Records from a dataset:
· · ·

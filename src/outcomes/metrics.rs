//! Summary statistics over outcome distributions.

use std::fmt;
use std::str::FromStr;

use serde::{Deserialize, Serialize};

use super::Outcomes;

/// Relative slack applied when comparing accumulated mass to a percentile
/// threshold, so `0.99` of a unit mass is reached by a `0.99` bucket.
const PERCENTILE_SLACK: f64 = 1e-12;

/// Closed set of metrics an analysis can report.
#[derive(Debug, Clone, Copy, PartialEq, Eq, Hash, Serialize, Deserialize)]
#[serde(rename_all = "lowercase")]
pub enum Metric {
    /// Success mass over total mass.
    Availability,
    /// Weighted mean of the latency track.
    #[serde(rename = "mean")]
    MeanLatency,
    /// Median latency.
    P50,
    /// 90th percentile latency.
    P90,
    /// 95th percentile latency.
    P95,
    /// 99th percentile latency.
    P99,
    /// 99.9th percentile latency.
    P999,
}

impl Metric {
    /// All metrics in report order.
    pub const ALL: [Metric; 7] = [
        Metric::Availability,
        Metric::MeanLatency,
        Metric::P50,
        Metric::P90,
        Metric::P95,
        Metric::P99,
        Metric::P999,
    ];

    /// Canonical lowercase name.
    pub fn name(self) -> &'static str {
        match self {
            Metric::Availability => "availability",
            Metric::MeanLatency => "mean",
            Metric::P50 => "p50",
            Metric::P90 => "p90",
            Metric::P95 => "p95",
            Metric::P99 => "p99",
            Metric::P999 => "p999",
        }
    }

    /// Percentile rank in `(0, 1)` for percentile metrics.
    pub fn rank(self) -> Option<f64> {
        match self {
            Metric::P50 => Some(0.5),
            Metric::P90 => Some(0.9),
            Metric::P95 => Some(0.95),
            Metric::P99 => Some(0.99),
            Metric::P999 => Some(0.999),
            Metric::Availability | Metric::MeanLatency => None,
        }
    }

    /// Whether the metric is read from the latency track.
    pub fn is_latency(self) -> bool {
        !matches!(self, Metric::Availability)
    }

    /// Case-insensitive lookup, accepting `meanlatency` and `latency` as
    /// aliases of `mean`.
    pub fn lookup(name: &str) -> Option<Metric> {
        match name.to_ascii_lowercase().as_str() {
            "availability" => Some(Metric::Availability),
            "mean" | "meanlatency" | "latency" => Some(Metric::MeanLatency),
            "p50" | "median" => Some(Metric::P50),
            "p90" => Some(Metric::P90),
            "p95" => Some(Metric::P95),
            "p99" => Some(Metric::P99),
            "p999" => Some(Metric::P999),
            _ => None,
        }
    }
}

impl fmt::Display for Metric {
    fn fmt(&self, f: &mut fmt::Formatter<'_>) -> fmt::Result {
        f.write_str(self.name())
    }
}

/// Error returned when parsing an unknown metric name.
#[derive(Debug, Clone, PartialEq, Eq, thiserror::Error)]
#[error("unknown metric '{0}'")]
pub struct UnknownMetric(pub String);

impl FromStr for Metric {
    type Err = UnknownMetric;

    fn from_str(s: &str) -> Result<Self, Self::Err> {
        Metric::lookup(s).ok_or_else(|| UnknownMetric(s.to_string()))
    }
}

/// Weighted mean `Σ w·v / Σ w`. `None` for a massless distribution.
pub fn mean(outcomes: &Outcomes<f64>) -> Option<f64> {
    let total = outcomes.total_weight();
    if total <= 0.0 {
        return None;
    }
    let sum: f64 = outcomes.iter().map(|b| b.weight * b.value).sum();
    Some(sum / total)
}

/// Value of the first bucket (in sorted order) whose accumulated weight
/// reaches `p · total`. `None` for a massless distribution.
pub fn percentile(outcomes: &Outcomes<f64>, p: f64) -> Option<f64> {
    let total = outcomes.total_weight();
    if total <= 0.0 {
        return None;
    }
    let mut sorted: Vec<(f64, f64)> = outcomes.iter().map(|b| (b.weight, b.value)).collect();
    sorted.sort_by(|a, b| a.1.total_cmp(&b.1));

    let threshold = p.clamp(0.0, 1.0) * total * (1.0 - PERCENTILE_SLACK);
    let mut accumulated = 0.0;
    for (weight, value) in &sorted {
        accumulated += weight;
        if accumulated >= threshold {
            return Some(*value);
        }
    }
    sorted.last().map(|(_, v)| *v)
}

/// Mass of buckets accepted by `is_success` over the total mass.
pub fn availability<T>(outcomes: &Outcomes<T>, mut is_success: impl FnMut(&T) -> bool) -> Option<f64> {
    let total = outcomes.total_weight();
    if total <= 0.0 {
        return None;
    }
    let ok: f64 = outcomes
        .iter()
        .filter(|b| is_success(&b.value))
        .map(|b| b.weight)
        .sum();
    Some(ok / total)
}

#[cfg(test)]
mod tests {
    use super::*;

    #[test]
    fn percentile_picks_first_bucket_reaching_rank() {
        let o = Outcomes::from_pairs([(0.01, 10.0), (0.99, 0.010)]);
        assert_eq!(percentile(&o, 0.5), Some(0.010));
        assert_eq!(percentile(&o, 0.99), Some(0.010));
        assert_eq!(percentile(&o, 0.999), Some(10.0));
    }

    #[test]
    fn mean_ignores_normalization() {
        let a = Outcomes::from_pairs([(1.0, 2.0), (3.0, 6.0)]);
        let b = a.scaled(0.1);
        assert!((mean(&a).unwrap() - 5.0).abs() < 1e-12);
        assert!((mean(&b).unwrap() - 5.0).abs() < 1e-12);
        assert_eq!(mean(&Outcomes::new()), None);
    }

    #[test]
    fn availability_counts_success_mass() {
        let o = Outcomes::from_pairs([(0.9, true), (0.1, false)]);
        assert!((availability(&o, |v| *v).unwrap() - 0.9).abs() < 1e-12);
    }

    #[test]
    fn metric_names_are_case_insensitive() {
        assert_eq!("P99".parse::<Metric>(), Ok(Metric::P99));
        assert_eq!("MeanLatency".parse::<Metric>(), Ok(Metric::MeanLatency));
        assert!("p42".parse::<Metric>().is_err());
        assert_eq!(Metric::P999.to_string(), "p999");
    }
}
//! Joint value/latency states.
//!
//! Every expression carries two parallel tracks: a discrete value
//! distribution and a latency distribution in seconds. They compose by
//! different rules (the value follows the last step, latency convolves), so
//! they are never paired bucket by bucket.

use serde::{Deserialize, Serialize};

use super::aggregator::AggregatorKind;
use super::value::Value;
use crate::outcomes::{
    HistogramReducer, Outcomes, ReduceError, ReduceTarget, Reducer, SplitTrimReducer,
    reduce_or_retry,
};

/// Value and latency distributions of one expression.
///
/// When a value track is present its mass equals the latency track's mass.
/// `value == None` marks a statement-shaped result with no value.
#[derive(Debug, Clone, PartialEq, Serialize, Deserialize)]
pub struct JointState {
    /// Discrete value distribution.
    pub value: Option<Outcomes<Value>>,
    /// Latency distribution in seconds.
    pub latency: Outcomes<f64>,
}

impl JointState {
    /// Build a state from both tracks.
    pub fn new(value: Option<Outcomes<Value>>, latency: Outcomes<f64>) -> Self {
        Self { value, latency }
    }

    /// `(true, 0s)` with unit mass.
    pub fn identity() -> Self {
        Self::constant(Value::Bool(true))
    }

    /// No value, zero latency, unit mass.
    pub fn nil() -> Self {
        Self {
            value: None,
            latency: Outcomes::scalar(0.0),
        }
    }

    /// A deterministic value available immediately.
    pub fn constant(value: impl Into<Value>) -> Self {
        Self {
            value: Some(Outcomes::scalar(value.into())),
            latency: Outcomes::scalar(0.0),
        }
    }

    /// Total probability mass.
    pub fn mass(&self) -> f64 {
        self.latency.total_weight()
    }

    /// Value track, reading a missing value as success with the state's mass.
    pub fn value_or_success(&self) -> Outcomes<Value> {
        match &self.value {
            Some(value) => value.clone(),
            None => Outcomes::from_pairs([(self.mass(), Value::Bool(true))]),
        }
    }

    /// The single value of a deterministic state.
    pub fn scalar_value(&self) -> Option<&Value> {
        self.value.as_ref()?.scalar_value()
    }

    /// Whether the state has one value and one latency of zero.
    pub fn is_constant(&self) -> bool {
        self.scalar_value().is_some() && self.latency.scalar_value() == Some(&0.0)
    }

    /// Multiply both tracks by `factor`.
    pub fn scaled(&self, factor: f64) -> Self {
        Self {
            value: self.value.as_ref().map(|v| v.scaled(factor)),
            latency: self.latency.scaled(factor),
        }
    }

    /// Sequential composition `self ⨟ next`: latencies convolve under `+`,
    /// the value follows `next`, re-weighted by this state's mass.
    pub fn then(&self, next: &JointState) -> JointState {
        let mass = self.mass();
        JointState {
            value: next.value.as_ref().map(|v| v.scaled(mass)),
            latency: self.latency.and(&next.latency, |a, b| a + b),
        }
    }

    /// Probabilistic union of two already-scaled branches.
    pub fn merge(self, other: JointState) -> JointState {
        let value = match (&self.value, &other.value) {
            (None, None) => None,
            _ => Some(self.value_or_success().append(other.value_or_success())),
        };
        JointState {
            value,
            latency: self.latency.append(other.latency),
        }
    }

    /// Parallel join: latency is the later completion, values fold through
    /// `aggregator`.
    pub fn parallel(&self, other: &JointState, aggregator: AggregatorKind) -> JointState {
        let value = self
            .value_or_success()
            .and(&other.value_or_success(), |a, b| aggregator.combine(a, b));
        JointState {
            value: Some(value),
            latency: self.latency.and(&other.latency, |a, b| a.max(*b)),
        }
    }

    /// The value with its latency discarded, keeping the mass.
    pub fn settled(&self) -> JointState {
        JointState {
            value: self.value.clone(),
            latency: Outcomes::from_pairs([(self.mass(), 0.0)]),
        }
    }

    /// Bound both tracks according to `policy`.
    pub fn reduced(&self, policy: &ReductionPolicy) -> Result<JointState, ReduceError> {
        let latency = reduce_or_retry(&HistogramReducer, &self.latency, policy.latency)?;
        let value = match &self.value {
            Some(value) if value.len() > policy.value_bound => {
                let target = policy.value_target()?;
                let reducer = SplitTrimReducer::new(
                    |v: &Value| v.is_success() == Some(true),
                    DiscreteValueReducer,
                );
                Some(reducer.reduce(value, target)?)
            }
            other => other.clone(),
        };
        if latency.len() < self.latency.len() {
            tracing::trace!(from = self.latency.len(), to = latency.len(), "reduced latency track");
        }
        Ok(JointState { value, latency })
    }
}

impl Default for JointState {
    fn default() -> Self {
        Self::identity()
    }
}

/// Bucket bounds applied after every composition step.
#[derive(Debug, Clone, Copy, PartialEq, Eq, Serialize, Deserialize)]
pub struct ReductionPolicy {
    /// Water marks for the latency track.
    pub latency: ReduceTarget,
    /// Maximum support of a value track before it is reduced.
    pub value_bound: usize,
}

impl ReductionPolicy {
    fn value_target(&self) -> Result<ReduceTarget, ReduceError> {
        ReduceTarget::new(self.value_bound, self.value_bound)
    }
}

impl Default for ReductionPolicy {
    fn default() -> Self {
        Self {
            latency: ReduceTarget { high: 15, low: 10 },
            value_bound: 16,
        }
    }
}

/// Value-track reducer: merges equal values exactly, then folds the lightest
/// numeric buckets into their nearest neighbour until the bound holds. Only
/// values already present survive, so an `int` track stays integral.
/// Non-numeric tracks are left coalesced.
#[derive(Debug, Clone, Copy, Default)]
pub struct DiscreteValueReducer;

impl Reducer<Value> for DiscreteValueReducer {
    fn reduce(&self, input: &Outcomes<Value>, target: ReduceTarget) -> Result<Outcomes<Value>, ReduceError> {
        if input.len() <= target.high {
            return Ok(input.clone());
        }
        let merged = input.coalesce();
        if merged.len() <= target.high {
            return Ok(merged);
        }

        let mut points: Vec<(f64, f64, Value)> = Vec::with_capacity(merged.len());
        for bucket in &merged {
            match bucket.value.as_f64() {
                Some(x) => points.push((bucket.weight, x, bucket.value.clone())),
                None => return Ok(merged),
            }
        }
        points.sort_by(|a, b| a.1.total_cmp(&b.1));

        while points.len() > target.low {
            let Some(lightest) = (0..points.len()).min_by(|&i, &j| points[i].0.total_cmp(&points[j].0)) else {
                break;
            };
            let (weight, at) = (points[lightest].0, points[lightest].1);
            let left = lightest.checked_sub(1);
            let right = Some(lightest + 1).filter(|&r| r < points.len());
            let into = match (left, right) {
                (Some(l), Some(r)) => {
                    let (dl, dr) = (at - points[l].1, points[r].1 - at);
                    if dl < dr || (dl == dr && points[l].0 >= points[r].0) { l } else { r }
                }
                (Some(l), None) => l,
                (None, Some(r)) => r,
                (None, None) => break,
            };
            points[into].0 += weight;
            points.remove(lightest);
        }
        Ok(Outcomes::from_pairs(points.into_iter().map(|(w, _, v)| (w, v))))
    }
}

· · ·

[TASK STATEMENT]:
If a line in the entries includes the word "already", copy that line out.

[ANSWER BOX]:
    /// Probabilistic union of two already-scaled branches.
/// values already present survive, so an `int` track stays integral.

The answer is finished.